The shared shuttle can be hired for around €15 per person. However, since the shuttle is shared, it may take longer to reach your destination if other customers are dropped off before you are.

Rental cars are available in the airport terminal from all the usual companies.

By train

Rome's main railway station is Termini Station. Like any other train station, it's not very safe at night. It's also locked up between 00:30 and 04:30, when the only people hanging around outside are taxi drivers and the homeless. Most long-distance trains passing through Rome between these times will stop at Tiburtina station instead.

Other main stations include Ostiense, Trastevere, Tuscolana, Tiburtina.

By car

Roman traffic is chaotic, so it is better to use public means, if possible, while in Rome. A valid alternative is to rent a scooter which costs about 40€ per day.

By boat

Cruise ships dock in Civitavecchia, one hour north by train. Most cruise lines offer some form of transportation to Rome.

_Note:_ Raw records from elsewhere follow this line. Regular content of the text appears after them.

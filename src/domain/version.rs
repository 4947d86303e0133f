use std::fmt;
use std::str::FromStr;

use semver::Prerelease;

use crate::domain::prerelease;
use crate::domain::ReleaseKind;
use crate::error::{PromoteError, Result};

/// Semantic version of a release tag.
///
/// Field order matters: the derived ordering compares major, minor, patch and
/// then the pre-release label, where an empty label sorts above any non-empty
/// one (`1.2.0-rc.3 < 1.2.0`).
#[derive(Debug, Clone, PartialEq, Eq, PartialOrd, Ord, Hash)]
pub struct Version {
    pub major: u64,
    pub minor: u64,
    pub patch: u64,
    pub pre: Prerelease,
}

impl Version {
    /// Create a final (non pre-release) version
    pub fn new(major: u64, minor: u64, patch: u64) -> Self {
        Version {
            major,
            minor,
            patch,
            pre: Prerelease::EMPTY,
        }
    }

    /// The baseline used when no release exists yet
    pub fn zero() -> Self {
        Version::new(0, 0, 0)
    }

    /// Same version with the given pre-release label
    pub fn with_pre(&self, label: &str) -> Result<Self> {
        let pre = Prerelease::new(label).map_err(|e| {
            PromoteError::malformed_tag(format!("{}-{}", self, label), e.to_string())
        })?;
        Ok(Version { pre, ..self.clone() })
    }

    /// Parse a release tag (e.g., "v1.2.3-rc.1" -> Version(1,2,3,rc.1))
    ///
    /// A leading `v` or `V` is accepted. Build metadata is rejected: release
    /// tags must compare unambiguously.
    pub fn parse(tag: &str) -> Result<Self> {
        let clean_tag = tag.trim().trim_start_matches(['v', 'V']);

        let parsed = semver::Version::parse(clean_tag)
            .map_err(|e| PromoteError::malformed_tag(tag, e.to_string()))?;

        if !parsed.build.is_empty() {
            return Err(PromoteError::malformed_tag(
                tag,
                "build metadata is not allowed in release tags",
            ));
        }

        Ok(Version {
            major: parsed.major,
            minor: parsed.minor,
            patch: parsed.patch,
            pre: parsed.pre,
        })
    }

    pub fn is_prerelease(&self) -> bool {
        !self.pre.is_empty()
    }

    /// Strip the pre-release label, keeping major.minor.patch
    pub fn finalize(&self) -> Self {
        Version::new(self.major, self.minor, self.patch)
    }

    /// Bump exactly one component according to the release kind.
    ///
    /// Numeric bumps drop any pre-release label; a `prerelease` bump keeps
    /// major.minor.patch and increments the label's trailing counter.
    pub fn bump(&self, kind: ReleaseKind) -> Result<Self> {
        let next = |component: u64, name: &str| {
            component.checked_add(1).ok_or_else(|| {
                PromoteError::malformed_tag(self.to_string(), format!("{} version is out of range", name))
            })
        };

        let bumped = match kind {
            ReleaseKind::Major => Version::new(next(self.major, "major")?, 0, 0),
            ReleaseKind::Minor => Version::new(self.major, next(self.minor, "minor")?, 0),
            ReleaseKind::Patch => Version::new(self.major, self.minor, next(self.patch, "patch")?),
            ReleaseKind::Prerelease => Version {
                pre: prerelease::increment(&self.pre)?,
                ..self.clone()
            },
        };
        Ok(bumped)
    }

    /// Bump and make sure the result is a release candidate.
    ///
    /// `patch` on `1.2.0` gives `1.2.1-rc.0`; `prerelease` on `1.2.0-rc.0`
    /// gives `1.2.0-rc.1`.
    pub fn next_candidate(&self, kind: ReleaseKind) -> Result<Self> {
        let bumped = self.bump(kind)?;
        if bumped.is_prerelease() {
            Ok(bumped)
        } else {
            Ok(Version {
                pre: prerelease::first_candidate(),
                ..bumped
            })
        }
    }
}

impl FromStr for Version {
    type Err = PromoteError;

    fn from_str(s: &str) -> Result<Self> {
        Version::parse(s)
    }
}

impl fmt::Display for Version {
    fn fmt(&self, f: &mut fmt::Formatter<'_>) -> fmt::Result {
        write!(f, "{}.{}.{}", self.major, self.minor, self.patch)?;
        if !self.pre.is_empty() {
            write!(f, "-{}", self.pre)?;
        }
        Ok(())
    }
}

#[cfg(test)]
mod tests {
    use super::*;

    fn v(s: &str) -> Version {
        Version::parse(s).unwrap()
    }

    #[test]
    fn test_version_parse() {
        let version = v("v1.2.3");
        assert_eq!(version.major, 1);
        assert_eq!(version.minor, 2);
        assert_eq!(version.patch, 3);
        assert!(!version.is_prerelease());
    }

    #[test]
    fn test_version_parse_prerelease() {
        let version = v("1.2.0-rc.3");
        assert_eq!(version.pre.as_str(), "rc.3");
        assert_eq!(version.to_string(), "1.2.0-rc.3");
    }

    #[test]
    fn test_version_parse_uppercase_v() {
        assert_eq!(v("V1.2.3"), Version::new(1, 2, 3));
    }

    #[test]
    fn test_version_parse_invalid() {
        assert!(Version::parse("1.2").is_err());
        assert!(Version::parse("v1.2.3.4").is_err());
        assert!(Version::parse("release-1").is_err());
        assert!(Version::parse("1.2.3+build.5").is_err());
        assert!(matches!(
            Version::parse("nope"),
            Err(PromoteError::MalformedVersionTag { .. })
        ));
    }

    #[test]
    fn test_final_sorts_above_prerelease() {
        assert!(v("1.2.0") > v("1.2.0-rc.9"));
        assert!(v("1.2.0-rc.10") > v("1.2.0-rc.9"));
        assert!(v("1.2.1-rc.0") > v("1.2.0"));
    }

    #[test]
    fn test_finalize_strips_only_label() {
        assert_eq!(v("1.2.0-rc.3").finalize(), v("1.2.0"));
        assert_eq!(v("1.2.0").finalize(), v("1.2.0"));
    }

    #[test]
    fn test_bump_components() {
        let version = v("1.2.3-rc.1");
        assert_eq!(version.bump(ReleaseKind::Major).unwrap(), v("2.0.0"));
        assert_eq!(version.bump(ReleaseKind::Minor).unwrap(), v("1.3.0"));
        assert_eq!(version.bump(ReleaseKind::Patch).unwrap(), v("1.2.4"));
        assert_eq!(version.bump(ReleaseKind::Prerelease).unwrap(), v("1.2.3-rc.2"));
    }

    #[test]
    fn test_bump_overflow_is_error() {
        let max = u64::MAX;
        let huge = v(&format!("{}.{}.{}", max, max, max));
        for kind in [ReleaseKind::Major, ReleaseKind::Minor, ReleaseKind::Patch] {
            assert!(matches!(
                huge.bump(kind),
                Err(PromoteError::MalformedVersionTag { .. })
            ));
        }
        assert!(v("1.0.0-rc.18446744073709551615")
            .next_candidate(ReleaseKind::Prerelease)
            .is_err());
    }

    #[test]
    fn test_next_candidate_attaches_rc() {
        assert_eq!(
            v("1.2.0").next_candidate(ReleaseKind::Patch).unwrap(),
            v("1.2.1-rc.0")
        );
        assert_eq!(
            v("1.2.0-rc.4").next_candidate(ReleaseKind::Minor).unwrap(),
            v("1.3.0-rc.0")
        );
    }

    #[test]
    fn test_next_candidate_increments_rc() {
        assert_eq!(
            v("1.2.0-rc.0").next_candidate(ReleaseKind::Prerelease).unwrap(),
            v("1.2.0-rc.1")
        );
    }

    #[test]
    fn test_next_candidate_from_zero_baseline() {
        assert_eq!(
            Version::zero().next_candidate(ReleaseKind::Prerelease).unwrap(),
            v("0.0.0-rc.0")
        );
        assert_eq!(
            Version::zero().next_candidate(ReleaseKind::Minor).unwrap(),
            v("0.1.0-rc.0")
        );
    }

    #[test]
    fn test_next_candidate_is_monotonic() {
        let currents = ["0.1.0-rc.0", "1.0.0-rc.9", "1.2.3-rc.1", "2.0.0-rc", "1.1.0"];
        let kinds = [
            ReleaseKind::Major,
            ReleaseKind::Minor,
            ReleaseKind::Patch,
        ];
        for current in currents {
            for kind in kinds {
                let next = v(current).next_candidate(kind).unwrap();
                assert!(next > v(current), "{} -> {} ({})", current, next, kind);
            }
            if v(current).is_prerelease() {
                let next = v(current).next_candidate(ReleaseKind::Prerelease).unwrap();
                assert!(next > v(current), "{} -> {}", current, next);
            }
        }
    }

    #[test]
    fn test_with_pre() {
        assert_eq!(Version::new(1, 0, 0).with_pre("rc.2").unwrap(), v("1.0.0-rc.2"));
        assert!(Version::new(1, 0, 0).with_pre("rc..2").is_err());
    }
}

Grimaldi Lines http://www.grimaldi-ferries.com. Provides ferry service to/from Barcelona, Tunis, Toulon (France), Porto-Vecchio (Corsica). Moby http://www.moby.it/cms/export/en/index.html. Provides service to/from Olbia, Sardinia.

Getting around

By taxi

Taxis are the most expensive way to get around Rome, but when weighed against convenience and speed, are often worth it. Roman taxis within the city walls run on meters, and you should always make sure the driver starts the meter. Taxis will typically only pick you up at a taxi stand, which you will find at all but the smallest piazzas, as well as at the main train station. Flagging down a taxi (like in London) is possible, but quite rare as the taxi drivers prefer to use the stands. When you get in the cab there will be a fixed starting charge, which will be more for late nights, Sundays and holidays. Supplements will be requested for bags that the driver has to handle, typically €1 per bag. Drivers may not use the shortest route, so try to stay on map and discuss if you feel you're being tricked. To try to avoid this situation, you can check in advance an estimate of the cost of the taxi trip.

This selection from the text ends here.